Straight from John's book:
Crisis wars are the worst kinds of wars -- the genocidal wars.
Some people would argue that America has never fought a genocidal war, but indeed we have -- twice since the nation's founding.
The most recent crisis war was World War II. Before it was over, we firebombed and destroyed major cities like Dresden and Tokyo, with the intention of destroying the cities and their inhabitants, including millions of civilians. And we dropped nuclear weapons on two Japanese cities for exactly the same reason.
I'm not blaming the Allies for taking these genocidal actions. But I'm making the point that genocidal actions like these always occur in crisis wars. In fact, I don't assign blame to anybody for the actions I describe in this book. I'm simply describing what happens, what always happens.
By contrast, the Vietnam War did not exhibit any of this kind of genocide by the Americans. Let's face it: We could have beaten the Vietnamese if we'd been willing to use nuclear weapons on Hanoi, but nothing like that could ever have happened. (Incidentally, the Vietnam war was a genocidal crisis war for the Vietnamese, which explains not only the Tet offensive, but also the massive civil war that engulfed Cambodia in the mid-1970s.)
Nor did World War I exhibit this kind genocidal behavior in western Europe. I've found that those who compare WW I and WW II rarely have the vaguest idea what WW I was about, and simply assume that it was identical to WW II. I'll give just one stark example of the difference between the two wars: In WW II, Germany and Japan refused to surrender, even when it was certain that they would lose, and even when their cities were being firebombed and millions of civilians killed. But in WW I, Germany capitulated long before it had to; there was no genocidal climax, which is what characterizes a crisis war.
Prior to World War II, America's previous crisis war was the Civil War. At the climax of the Civil War, President Abraham Lincoln OKed a "scorched earth policy": General Sherman marched through Georgia killing not only everyone in sight, but also destroyed all homes and crops so that any survivors starved to death.
This kind of genocidal behavior did not occur in any of America's other wars -- the Gulf War, the Vietnam War, the Korean War, World War I, the Spanish-American War, or the Mexican-American war.
Non-crisis wars are political wars -- they come from the politicians. They can start at any time a politician decides, and they can end at any time.
Crisis wars come "from the people" rather than from the politicians. They're almost like sex in their emotional ferocity. The recur in any society at roughly 70-90 year intervals. Crisis wars may get off to a bumpy start, but once they pick up speed they can't be stopped, and end with a genocidal fury.
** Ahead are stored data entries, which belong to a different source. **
impl<'a> Validator<'a> {
    /// `now` resolves `SYSUTCDATETIME()` values.
    pub fn new(catalog: &'a Catalog, limits: &'a Limits, now: Timestamp) -> Self {
        Self {
            catalog,
            limits,
            now,
        }
    }

    fn check_length(&self, field: &str, s: &str) -> Result<()> {
        let units = s.encode_utf16().count();
        if units > self.limits.max_string_length {
            return Err(Error::InvalidValue {
                field: field.to_string(),
                detail: format!(
                    "string of {} units exceeds limit of {}",
                    units, self.limits.max_string_length
                ),
            });
        }
        Ok(())
    }

    /// Validate a client body for an entity type.
    pub fn validate_body(
        &self,
        entity_type: &EntityType,
        body: &serde_json::Value,
        mode: Mode,
    ) -> Result<Body> {
        let object = body
            .as_object()
            .ok_or_else(|| Error::InvalidPayload("body must be a JSON object".into()))?;

        let mut id = None;
        let mut fields = Fields::new();
        for (key, raw) in object {
            if key == ID_FIELD {
                id = match raw {
                    serde_json::Value::Null => None,
                    serde_json::Value::String(s) => {
                        check_id(s, self.limits.max_id_length)?;
                        Some(s.clone())
                    }
                    other => {
                        return Err(Error::type_mismatch(
                            ID_FIELD,
                            PrimitiveKind::String,
                            FieldValue::from(other).kind_name(),
                        ));
                    }
                };
                continue;
            }
            if SYSTEM_FIELDS.contains(&key.as_str()) {
                return Err(Error::ReservedField(key.clone()));
            }
            check_name("property", key, self.limits.max_name_length)?;

            let value = FieldValue::from(raw);
            let canonical = match entity_type.property(key) {
                Some(property) => self.validate_declared(key, property, &value, mode)?,
                None => self.validate_dynamic(key, &value)?,
            };
            fields.insert(key.clone(), canonical);
        }

        if mode == Mode::Full {
            self.fill_omitted("", &entity_type.properties, &mut fields)?;
        }

        Ok(Body { id, fields })
    }

    /// Validate a value against a declared property.
    pub fn validate_declared(
        &self,
        path: &str,
        property: &Property,
        value: &FieldValue,
        mode: Mode,
    ) -> Result<FieldValue> {
        match value {
            FieldValue::Null if property.nullable => Ok(FieldValue::Null),
            FieldValue::Null => Err(Error::type_mismatch(path, property.type_label(), "Null")),
            FieldValue::List(items) if property.is_list() => items
                .iter()
                .map(|item| match item {
                    FieldValue::Null => {
                        Err(Error::type_mismatch(path, &property.field_type, "Null"))
                    }
                    FieldValue::List(_) => {
                        Err(Error::type_mismatch(path, &property.field_type, "List"))
                    }
                    item => self.validate_element(path, property, item, mode),
                })
                .collect::<Result<Vec<_>>>()
                .map(FieldValue::List),
            FieldValue::List(_) => Err(Error::type_mismatch(path, property.type_label(), "List")),
            other if property.is_list() => {
                Err(Error::type_mismatch(path, property.type_label(), other.kind_name()))
            }
            other => self.validate_element(path, property, other, mode),
        }
    }

    fn validate_element(
        &self,
        path: &str,
        property: &Property,
        value: &FieldValue,
        mode: Mode,
    ) -> Result<FieldValue> {
        match (&property.field_type, value) {
            (FieldType::Primitive(kind), FieldValue::Scalar(scalar)) => {
                checker(*kind)(self, path, scalar).map(FieldValue::Scalar)
            }
            (FieldType::Complex(name), FieldValue::Object(fields)) => {
                self.validate_complex(path, name, fields, mode)
            }
            (field_type, other) => Err(Error::type_mismatch(path, field_type, other.kind_name())),
        }
    }

    fn validate_complex(
        &self,
        path: &str,
        complex_name: &str,
        fields: &Fields,
        mode: Mode,
    ) -> Result<FieldValue> {
        let complex_type = self
            .catalog
            .complex_type(complex_name)
            .ok_or_else(|| Error::UnknownComplexType(complex_name.to_string()))?;

        let mut out = Fields::new();
        for (key, value) in fields {
            let child_path = format!("{}/{}", path, key);
            if SYSTEM_FIELDS.contains(&key.as_str()) || key == ID_FIELD {
                return Err(Error::ReservedField(child_path));
            }
            let property =
                complex_type
                    .property(key)
                    .ok_or_else(|| Error::UndeclaredComplexField {
                        complex_type: complex_type.name.clone(),
                        field: child_path.clone(),
                    })?;
            out.insert(
                key.clone(),
                self.validate_declared(&child_path, property, value, mode)?,
            );
        }

        if mode == Mode::Full {
            self.fill_omitted(path, &complex_type.properties, &mut out)?;
        }
        Ok(FieldValue::Object(out))
    }

    /// Check the complex values of a merged field set in full mode.
    ///
    /// Nested defaults are filled and required nested fields enforced, also
    /// where a partial object landed on a missing or null stored value or
    /// inside a list.
    pub fn complete_nested(&self, entity_type: &EntityType, fields: &mut Fields) -> Result<()> {
        for property in &entity_type.properties {
            if !matches!(property.field_type, FieldType::Complex(_)) {
                continue;
            }
            if let Some(value) = fields.get_mut(&property.name) {
                if !matches!(value, FieldValue::Null) {
                    *value = self.validate_declared(&property.name, property, value, Mode::Full)?;
                }
            }
        }
        Ok(())
    }

    /// Apply defaults to omitted declared fields and reject omitted required ones.
    fn fill_omitted(&self, path: &str, properties: &[Property], fields: &mut Fields) -> Result<()> {
        for property in properties {
            if fields.contains_key(&property.name) {
                continue;
            }
            let child_path = if path.is_empty() {
                property.name.clone()
            } else {
                format!("{}/{}", path, property.name)
            };
            match &property.default_value {
                Some(default) => {
                    let value = self.validate_declared(
                        &child_path,
                        property,
                        &FieldValue::from(default),
                        Mode::Full,
                    )?;
                    fields.insert(property.name.clone(), value);
                }
                None if !property.nullable => {
                    return Err(Error::MissingRequiredField(child_path));
                }
                None => {}
            }
        }
        Ok(())
    }

    /// Validate a value for a key with no schema entry.
    pub fn validate_dynamic(&self, key: &str, value: &FieldValue) -> Result<FieldValue> {
        match value {
            FieldValue::Null => Ok(FieldValue::Null),
            FieldValue::Scalar(scalar) => {
                check_untyped(self, key, scalar).map(FieldValue::Scalar)
            }
            FieldValue::Object(_) => Err(Error::UndeclaredObject(key.to_string())),
            FieldValue::List(items) => {
                let mut rank = None;
                for item in items {
                    let scalar = match item {
                        FieldValue::Scalar(s) => s,
                        FieldValue::Object(_) | FieldValue::List(_) => {
                            return Err(Error::UndeclaredObject(key.to_string()));
                        }
                        FieldValue::Null => {
                            return Err(Error::type_mismatch(key, "List of scalars", "Null"));
                        }
                    };
                    check_untyped(self, key, scalar)?;
                    match rank {
                        None => rank = Some(scalar.kind_rank()),
                        Some(r) if r != scalar.kind_rank() => {
                            return Err(Error::type_mismatch(
                                key,
                                "homogeneous List",
                                scalar.kind_name(),
                            ));
                        }
                        Some(_) => {}
                    }
                }
                Ok(value.clone())
            }
        }
    }

    /// Check that every default value conforms to its property.
    pub fn check_defaults(&self, properties: &[Property]) -> Result<()> {
        for property in properties {
            if let Some(default) = &property.default_value {
                self.validate_declared(
                    &property.name,
                    property,
                    &FieldValue::from(default),
                    Mode::Full,
                )?;
            }
        }
        Ok(())
    }
}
Here are some other examples of crisis wars:
When a historian uses the phrase "spiraled out of control" to talk about a war, then it's probably a crisis war. The French Revolution is a good example: A general desire by the French people to punish the aristocrats who had brought the country to bankruptcy in 1789 spiralled out of control into a massacre, a Reign of Terror where anyone who had even been associated in any way with an aristocrat became a victim of the guillotine.
In the early 1990s, Serbs launched an ethnic cleansing campaign against the Croats and the Bosnians in the Balkans. These were all people who had lived together in the former Yugoslavia. They were neighbors, they had intermarried, their kids went to school together, and so forth. But the Serbs launched a campaign to mass-murder the men, bury them in mass graves, and mass-rape the women.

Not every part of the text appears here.